Clariden¶
Clariden is an Alps cluster that provides GPU accelerators and file systems designed to meet the needs of machine learning workloads in the MLP.
Cluster Specification¶
Compute Nodes¶
Clariden consists of around 1200 Grace-Hopper nodes. The number of nodes can change when nodes are added or removed from other clusters on Alps.
| node type | number of nodes | total CPU sockets | total GPUs |
|---|---|---|---|
| gh200 | 1,200 | 4,800 | 4,800 |
Most nodes are in the normal Slurm partition, while a few nodes are in the debug partition.
Storage and file systems¶
Clariden uses the MLP filesystems and storage policies.
Getting started¶
Logging into Clariden¶
To connect to Clariden via SSH, first refer to the ssh guide.
~/.ssh/config
Add the following to your SSH configuration to enable you to directly connect to clariden using ssh clariden.
Software¶
Users are encouraged to use containers on Clariden.

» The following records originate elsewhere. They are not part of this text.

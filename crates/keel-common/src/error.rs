//! Error types for keel lifecycle operations
//!
//! Errors are grouped by how a caller reacts to them: incompatibilities are
//! shown to the operator, convergence errors are retried, conflicts are
//! re-read and retried, and failures abort the current invocation while
//! leaving persisted progress untouched.

use thiserror::Error;

/// Default context value when no specific context is available
pub const UNKNOWN_CONTEXT: &str = "unknown";

/// Main error type for keel operations
#[derive(Debug, Error)]
pub enum Error {
    /// Kubernetes API error that did not map onto a more specific variant
    #[error("kubernetes error: {source}")]
    Kube {
        /// The underlying kube-rs error
        #[from]
        source: kube::Error,
    },

    /// A named object does not exist
    #[error("{kind} {name:?} not found")]
    NotFound {
        /// Resource kind (e.g., "Restore", "ConfigMap")
        kind: String,
        /// Object name, including namespace when relevant
        name: String,
    },

    /// Creation raced with another writer, or was re-run after a crash
    #[error("{kind} {name:?} already exists")]
    AlreadyExists {
        /// Resource kind
        kind: String,
        /// Object name
        name: String,
    },

    /// Optimistic concurrency failure on update
    #[error("failed to update {kind} {name:?}: conflict")]
    Conflict {
        /// Resource kind
        kind: String,
        /// Object name
        name: String,
    },

    /// Invalid user input or configuration
    #[error("validation error: {message}")]
    Validation {
        /// Description of what's invalid
        message: String,
        /// The flag or field at fault (e.g., "--s3-endpoint")
        field: Option<String>,
    },

    /// A backup cannot be restored by the running binary
    #[error("backup {backup:?} {reason}")]
    Incompatible {
        /// Name of the rejected backup
        backup: String,
        /// Operator-facing reason, including remediation flags when known
        reason: String,
    },

    /// Every candidate backup was rejected
    #[error("{summary}")]
    NoRestorableBackups {
        /// One line per rejected backup, prefixed with a count header
        summary: String,
    },

    /// A dependent subsystem has not converged yet
    #[error("{message}")]
    InProgress {
        /// Resource being waited on
        resource: String,
        /// Description of the pending condition
        message: String,
    },

    /// A resource reached a terminal failure state
    #[error("{resource}: {message}")]
    Failed {
        /// Resource that failed (e.g., "restore backup-1.app", "autopilot plan")
        resource: String,
        /// Description of the failure
        message: String,
    },

    /// A bounded wait ran out of budget
    #[error("timed out waiting for {operation}: {message}")]
    Timeout {
        /// What was being waited on
        operation: String,
        /// Last observed error, or a generic description
        message: String,
    },

    /// The invocation was cancelled while waiting
    #[error("cancelled while waiting for {operation}")]
    Cancelled {
        /// What was being waited on
        operation: String,
    },

    /// Serialization/deserialization error
    #[error("serialization error: {message}")]
    Serialization {
        /// Description of what failed
        message: String,
        /// The resource kind being serialized (if known)
        kind: Option<String>,
    },

    /// The operator chose to stop; there is nothing else to do
    #[error("{reason}")]
    Stopped {
        /// Why the operation stopped
        reason: String,
    },

    /// Internal/operational error
    #[error("internal error [{context}]: {message}")]
    Internal {
        /// Description of what failed
        message: String,
        /// Context where the error occurred (e.g., "restore", "upgrade")
        context: String,
    },
}

impl Error {
    /// Map a kube-rs error for a named object onto the taxonomy.
    ///
    /// 404 becomes `NotFound`, 409 with reason `AlreadyExists` becomes
    /// `AlreadyExists`, any other 409 becomes `Conflict`.
    pub fn from_kube(kind: impl Into<String>, name: impl Into<String>, source: kube::Error) -> Self {
        match &source {
            kube::Error::Api(ae) if ae.code == 404 => Self::NotFound {
                kind: kind.into(),
                name: name.into(),
            },
            kube::Error::Api(ae) if ae.code == 409 && ae.reason == "AlreadyExists" => {
                Self::AlreadyExists {
                    kind: kind.into(),
                    name: name.into(),
                }
            }
            kube::Error::Api(ae) if ae.code == 409 => Self::Conflict {
                kind: kind.into(),
                name: name.into(),
            },
            _ => Self::Kube { source },
        }
    }

    /// Create a validation error with the given message
    pub fn validation(msg: impl Into<String>) -> Self {
        Self::Validation {
            message: msg.into(),
            field: None,
        }
    }

    /// Create a validation error pointing at a specific flag or field
    pub fn validation_for_field(field: impl Into<String>, msg: impl Into<String>) -> Self {
        Self::Validation {
            message: msg.into(),
            field: Some(field.into()),
        }
    }

    /// Create an incompatibility error for a backup
    pub fn incompatible(backup: impl Into<String>, reason: impl Into<String>) -> Self {
        Self::Incompatible {
            backup: backup.into(),
            reason: reason.into(),
        }
    }

    /// Create a retryable convergence error
    pub fn in_progress(resource: impl Into<String>, msg: impl Into<String>) -> Self {
        Self::InProgress {
            resource: resource.into(),
            message: msg.into(),
        }
    }

    /// Create a terminal failure for a named resource
    pub fn failed(resource: impl Into<String>, msg: impl Into<String>) -> Self {
        Self::Failed {
            resource: resource.into(),
            message: msg.into(),
        }
    }

    /// Create a timeout error
    pub fn timeout(operation: impl Into<String>, msg: impl Into<String>) -> Self {
        Self::Timeout {
            operation: operation.into(),
            message: msg.into(),
        }
    }

    /// Create a "nothing else to do" error that callers treat as a clean exit
    pub fn stopped(reason: impl Into<String>) -> Self {
        Self::Stopped {
            reason: reason.into(),
        }
    }

    /// Create a serialization error with resource kind context
    pub fn serialization_for_kind(kind: impl Into<String>, msg: impl Into<String>) -> Self {
        Self::Serialization {
            message: msg.into(),
            kind: Some(kind.into()),
        }
    }

    /// Create an internal error with the given message
    pub fn internal(msg: impl Into<String>) -> Self {
        Self::Internal {
            message: msg.into(),
            context: UNKNOWN_CONTEXT.to_string(),
        }
    }

    /// Create an internal error with context
    pub fn internal_with_context(context: impl Into<String>, msg: impl Into<String>) -> Self {
        Self::Internal {
            message: msg.into(),
            context: context.into(),
        }
    }

    /// Check if this error is retryable
    ///
    /// Convergence and conflict errors are retried by an outer loop.
    /// Incompatibilities, terminal failures and timeouts need operator action.
    pub fn is_retryable(&self) -> bool {
        match self {
            Error::Kube { source } => {
                !matches!(source, kube::Error::Api(ae) if (400..500).contains(&ae.code))
            }
            Error::InProgress { .. } => true,
            Error::Conflict { .. } => true,
            Error::Internal { .. } => true,
            Error::NotFound { .. }
            | Error::AlreadyExists { .. }
            | Error::Validation { .. }
            | Error::Incompatible { .. }
            | Error::NoRestorableBackups { .. }
            | Error::Failed { .. }
            | Error::Timeout { .. }
            | Error::Cancelled { .. }
            | Error::Serialization { .. }
            | Error::Stopped { .. } => false,
        }
    }

    /// True for `NotFound`
    pub fn is_not_found(&self) -> bool {
        matches!(self, Error::NotFound { .. })
    }

    /// True for `AlreadyExists`
    pub fn is_already_exists(&self) -> bool {
        matches!(self, Error::AlreadyExists { .. })
    }

    /// True for `Conflict`
    pub fn is_conflict(&self) -> bool {
        matches!(self, Error::Conflict { .. })
    }

    /// True when the operator chose to stop
    pub fn is_stopped(&self) -> bool {
        matches!(self, Error::Stopped { .. })
    }

    /// Get the context if this error has one
    pub fn context(&self) -> Option<&str> {
        match self {
            Error::Internal { context, .. } => Some(context),
            _ => None,
        }
    }
}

- Jobs using containers can be easily set up and submitted using the container engine.
- To build images, see the guide to building container images on Alps.
- The Nvidia NGC Catalog provides containers with pre-built ML software stacks:
- Recommended: Alps extended images provided by CSCS are customized versions of NGC images optimized for the Alps network.
- Or start with base images from the Nvidia NGC Catalog, for example the HPC and PyTorch images — note that you will have to use container hooks to get optimal network performance.
Alternatively, uenv are also available on Clariden. Currently deployed on Clariden:
using uenv provided for other clusters
You can run uenv that were built for other Alps clusters using the @ notation.
For example, to use uenv images for daint:
For detailed instructions and best practices with ML frameworks, please refer to the dedicated pages under ML software.
Running Jobs on Clariden¶
Slurm¶
Clariden uses Slurm as the workload manager, which is used to launch and monitor distributed workloads, such as training runs.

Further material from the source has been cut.